Asmik Grigorian, soprano
Lukas Geniušas, pianoforte
mercoledì 20 gennaio
Sala Teatro
Da 62.- a 89.- CHF
Sconto LAC+
Sergej Rachmaninov (1873-1943)
Non cantarmi, mia bella, da Sei romanze per voce e pianoforte op. 4, n. 4
Non sono un profeta, da Dodici romanze per voce e pianoforte op. 21, n. 11
Oh! Non affliggerti, da Dodici romanze per voce e pianoforte op. 14, n. 8
Quanto mi fa male, da Dodici romanze per voce e pianoforte op. 21, n. 12
Preludio per pianoforte solo in mi bemolle maggiore op. 23, n. 6
Preludio per pianoforte solo in si bemolle maggiore op. 23, n. 2
Fanciulla! Sei bella come un fiore, da Sei romanze per voce e pianoforte op. 8, n. 2
Loro risposero da Dodici romanze per voce e pianoforte op. 21, n. 4
Nel silenzio della notte segreta, da Sei romanze per voce e pianoforte op. 4, n. 3
Non credermi, amico, da Dodici romanze per voce e pianoforte op. 14, n. 7
* * *
Crepuscolo, da Dodici romanze per voce e pianoforte op. 21, n. 3
Quanto è bello questo luogo, da Dodici romanze per voce e pianoforte op. 21, n. 7
Ti aspetto, da Dodici romanze per voce e pianoforte op. 14, n. 1
Acque primaverili, da Dodici romanze per voce e pianoforte op. 14, n. 11
Preludio per pianoforte solo in do diesis minore op. 32, n. 12
Preludio per pianoforte solo in re bemolle maggiore op. 32, n. 13
Il sogno, da Sei romanze per voce e pianoforte op. 8, n. 5
Frammento da Alfred de Musset, da Dodici romanze per voce e pianoforte op. 21, n. 6
Dissonanza, da Quattordici romanze per voce e pianoforte op. 34, n. 13
Il soprano lituano Asmik Grigorian, tra le voci più acclamate della scena operistica internazionale, arriva al LAC insieme al pianista Lukas Geniušas con un recital dedicato alle romanze di Sergej Rachmaninov. Accanto alle pagine vocali si affiancano alcuni preludi per pianoforte solo, tratteggiando un universo poetico in cui voce e strumento condividono la stessa intensità lirica.
Le romanze di Sergej Rachmaninov occupano un posto centrale nella sua produzione e costituiscono una delle espressioni più raffinate della tradizione vocale russa tra Otto e Novecento. Composte su testi di poeti quali Aleksandr Puškin, Afanasij Fet, Fëdor Tjutčev e Alfred de Musset, condensano in forme brevi un'ampia gamma di emozioni: dalla contemplazione della natura all'amore, dalla malinconia all'attesa.

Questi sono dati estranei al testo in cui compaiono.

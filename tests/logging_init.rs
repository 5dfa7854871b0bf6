//! Installs the process-global subscriber, so it runs in its own test binary

use kestrel::logging::init_tracing;

#[test]
fn test_init_tracing_installs_once() {
    assert!(init_tracing(true).is_ok());
    assert!(init_tracing(false).is_err());
    tracing::info!(target: "kestrel", "subscriber active");
}
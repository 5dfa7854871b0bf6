//! Cleanup registry
//!
//! Maps cleanup action types to compensating handlers and replays an
//! operation's cleanup stack in reverse on abort.

use crate::operation::CleanupAction;
use async_trait::async_trait;
use serde_json::Value;
use std::collections::HashMap;
use std::fmt;
use std::future::Future;
use std::sync::Arc;
use tracing::{debug, info, warn};

/// Undoes the side effect recorded by one cleanup action
#[async_trait]
pub trait CleanupHandler: Send + Sync {
    async fn cleanup(&self, data: &Value) -> anyhow::Result<()>;
}

struct FnHandler<F>(F);

#[async_trait]
impl<F, Fut> CleanupHandler for FnHandler<F>
where
    F: Fn(Value) -> Fut + Send + Sync + 'static,
    Fut: Future<Output = anyhow::Result<()>> + Send + 'static,
{
    async fn cleanup(&self, data: &Value) -> anyhow::Result<()> {
        (self.0)(data.clone()).await
    }
}

/// A cleanup action that could not be completed
#[derive(Debug)]
pub struct CleanupFailure {
    pub action_type: String,
    pub error: anyhow::Error,
}

impl fmt::Display for CleanupFailure {
    fn fmt(&self, f: &mut fmt::Formatter<'_>) -> fmt::Result {
        write!(f, "cleanup {}: {:#}", self.action_type, self.error)
    }
}

/// Every failure collected by one cleanup pass, in execution order
#[derive(Debug, Default)]
pub struct CleanupErrors(pub Vec<CleanupFailure>);

impl CleanupErrors {
    pub fn is_empty(&self) -> bool {
        self.0.is_empty()
    }

    pub fn len(&self) -> usize {
        self.0.len()
    }

    pub fn iter(&self) -> impl Iterator<Item = &CleanupFailure> {
        self.0.iter()
    }

    /// `Ok` when nothing failed
    pub fn into_result(self) -> Result<(), CleanupErrors> {
        if self.is_empty() {
            Ok(())
        } else {
            Err(self)
        }
    }
}

impl fmt::Display for CleanupErrors {
    fn fmt(&self, f: &mut fmt::Formatter<'_>) -> fmt::Result {
        write!(f, "{} cleanup action(s) failed", self.0.len())?;
        for failure in &self.0 {
            write!(f, "\n  - {}", failure)?;
        }
        Ok(())
    }
}

impl std::error::Error for CleanupErrors {}

/// Registry of cleanup handlers keyed by action type
#[derive(Default, Clone)]
pub struct CleanupRegistry {
    handlers: HashMap<String, Arc<dyn CleanupHandler>>,
}

impl fmt::Debug for CleanupRegistry {
    fn fmt(&self, f: &mut fmt::Formatter<'_>) -> fmt::Result {
        let mut types: Vec<_> = self.handlers.keys().collect();
        types.sort();
        f.debug_struct("CleanupRegistry")
            .field("handlers", &types)
            .finish()
    }
}

impl CleanupRegistry {
    pub fn new() -> Self {
        Self::default()
    }

    /// Register a handler. A later registration for the same type wins.
    pub fn register(&mut self, action_type: impl Into<String>, handler: Arc<dyn CleanupHandler>) {
        let action_type = action_type.into();
        debug!(action_type = %action_type, "Registered cleanup handler");
        self.handlers.insert(action_type, handler);
    }

    /// Register an async closure taking the action payload
    pub fn register_fn<F, Fut>(&mut self, action_type: impl Into<String>, f: F)
    where
        F: Fn(Value) -> Fut + Send + Sync + 'static,
        Fut: Future<Output = anyhow::Result<()>> + Send + 'static,
    {
        self.register(action_type, Arc::new(FnHandler(f)));
    }

    pub fn has_handler(&self, action_type: &str) -> bool {
        self.handlers.contains_key(action_type)
    }

    /// Run cleanup actions from last to first
    ///
    /// Never stops early: a missing handler or a failing handler is recorded
    /// and the remaining actions still run.
    pub async fn execute_lifo(&self, actions: &[CleanupAction]) -> CleanupErrors {
        let mut errors = CleanupErrors::default();

        for action in actions.iter().rev() {
            let Some(handler) = self.handlers.get(&action.action_type) else {
                warn!(action_type = %action.action_type, "No cleanup handler registered");
                errors.0.push(CleanupFailure {
                    action_type: action.action_type.clone(),
                    error: anyhow::anyhow!("no handler for cleanup type {:?}", action.action_type),
                });
                continue;
            };

            info!(action_type = %action.action_type, "Running cleanup action");
            if let Err(error) = handler.cleanup(&action.data).await {
                warn!(action_type = %action.action_type, error = %error, "Cleanup action failed");
                errors.0.push(CleanupFailure {
                    action_type: action.action_type.clone(),
                    error,
                });
            }
        }

        errors
    }
}
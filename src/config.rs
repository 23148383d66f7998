use std::fs;
use std::path::{Path, PathBuf};

use serde::Deserialize;

use crate::CezarError;

/// How candidates are judged for Polish-ness.
#[derive(Debug, Clone, Copy, PartialEq, Eq, Default, Deserialize, clap::ValueEnum)]
#[serde(rename_all = "snake_case")]
pub enum Strategy {
    /// Keyword overlap only.
    #[default]
    Keywords,
    /// Statistical language identification, keyword fallback.
    Detector,
}

/// Runtime configuration for the command line tool.
#[derive(Debug, Clone, PartialEq, Deserialize)]
#[serde(default, deny_unknown_fields)]
pub struct Config {
    pub strategy: Strategy,
    /// File read when no source argument is given.
    pub default_input: PathBuf,
    /// Where the winning plaintext is written.
    pub output: PathBuf,
    /// Print the solution as JSON instead of the text report.
    pub json: bool,
}

impl Default for Config {
    fn default() -> Self {
        Self {
            strategy: Strategy::Keywords,
            default_input: PathBuf::from("ciphertext.txt"),
            output: PathBuf::from("solution.txt"),
            json: false,
        }
    }
}

impl Config {
    /// Load a JSON config file. Missing keys take their default values.
    pub fn load<P: AsRef<Path>>(path: P) -> Result<Self, CezarError> {
        let data = fs::read_to_string(path)?;
        Ok(serde_json::from_str(&data)?)
    }
}

#[cfg(test)]
mod tests {
    use super::*;

    #[test]
    fn partial_file_keeps_defaults() {
        let dir = tempfile::tempdir().unwrap();
        let path = dir.path().join("cezar.json");
        fs::write(&path, r#"{ "strategy": "detector", "json": true }"#).unwrap();
        let cfg = Config::load(&path).unwrap();
        assert_eq!(cfg.strategy, Strategy::Detector);
        assert!(cfg.json);
        assert_eq!(cfg.output, PathBuf::from("solution.txt"));
    }

    #[test]
    fn unknown_key_is_rejected() {
        let dir = tempfile::tempdir().unwrap();
        let path = dir.path().join("cezar.json");
        fs::write(&path, r#"{ "shift": 3 }"#).unwrap();
        assert!(matches!(Config::load(&path), Err(CezarError::Json(_))));
    }
}
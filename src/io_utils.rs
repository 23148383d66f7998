use std::fmt;
use std::io;
use std::path::Path;

#[derive(Debug)]
pub struct CliError {
    pub msg: String,
    pub source: Option<Box<dyn std::error::Error + Send + Sync>>,
}

impl fmt::Display for CliError {
    fn fmt(&self, f: &mut fmt::Formatter<'_>) -> fmt::Result {
        self.msg.fmt(f)
    }
}

impl std::error::Error for CliError {
    fn source(&self) -> Option<&(dyn std::error::Error + 'static)> {
        self.source
            .as_deref()
            .map(|e| e as &(dyn std::error::Error + 'static))
    }
}

/// Format a user friendly I/O error message with suggestions.
pub fn format_io_error(operation: &str, path: &Path, err: &io::Error) -> String {
    use io::ErrorKind::*;
    let suggestion = match err.kind() {
        NotFound => "Check that the file exists and the path is correct.",
        PermissionDenied => "Check permissions or run as a different user.",
        InvalidData => "The file must be UTF-8 text.",
        WriteZero => "Disk may be full. Free up space and try again.",
        _ => "Check the path and permissions.",
    };
    format!(
        "Error {} '{}': {}. {}",
        operation,
        path.display(),
        err,
        suggestion
    )
}

/// Convert an I/O error into a CLI error with context.
pub fn io_cli_error(operation: &str, path: &Path, err: io::Error) -> CliError {
    CliError {
        msg: format_io_error(operation, path, &err),
        source: Some(Box::new(err)),
    }
}

/// Convert a library error into a CLI error with a hint.
pub fn cezar_cli_error(context: &str, err: crate::CezarError) -> CliError {
    CliError {
        msg: format!("{}: {}", context, cli_hint(&err)),
        source: Some(Box::new(err)),
    }
}

/// Return an actionable hint for an error variant.
pub fn cli_hint(err: &crate::CezarError) -> String {
    use crate::CezarError::*;
    match err {
        MissingFile(path) => format!(
            "file '{}' does not exist. Pass an existing file or the ciphertext itself",
            path.display()
        ),
        EmptyFile(path) => format!("file '{}' is empty. Nothing to decrypt", path.display()),
        EmptyText => "ciphertext is empty. Nothing to decrypt".to_string(),
        Config(msg) => format!("{msg}. Invalid configuration"),
        Io(io) => format!("{io}"),
        Json(e) => format!("{e}. Check the JSON syntax"),
    }
}

#[cfg(test)]
mod tests {
    use super::*;
    use std::path::PathBuf;

    #[test]
    fn not_found_suggests_checking_path() {
        let err = io::Error::new(io::ErrorKind::NotFound, "gone");
        let msg = format_io_error("reading", Path::new("a.txt"), &err);
        assert!(msg.starts_with("Error reading 'a.txt'"));
        assert!(msg.contains("Check that the file exists"));
    }

    #[test]
    fn hint_names_missing_file() {
        let err = crate::CezarError::MissingFile(PathBuf::from("brak.txt"));
        let cli = cezar_cli_error("loading ciphertext", err);
        assert!(cli.to_string().contains("brak.txt"));
        assert!(std::error::Error::source(&cli).is_some());
    }
}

In questo repertorio il pianoforte non svolge un semplice ruolo di accompagnamento, ma partecipa pienamente alla costruzione del discorso musicale, dialogando con la voce e contribuendo a definirne atmosfera, tensione e colore. I Preludi inseriti nel programma costituiscono un naturale contrappunto strumentale, dove vive la stessa ricchezza armonica e la stessa intensità espressiva.
Affidato a due interpreti di straordinaria sensibilità, il recital restituisce tutta la forza poetica di un repertorio in cui parola e musica trovano un equilibrio di rara profondità.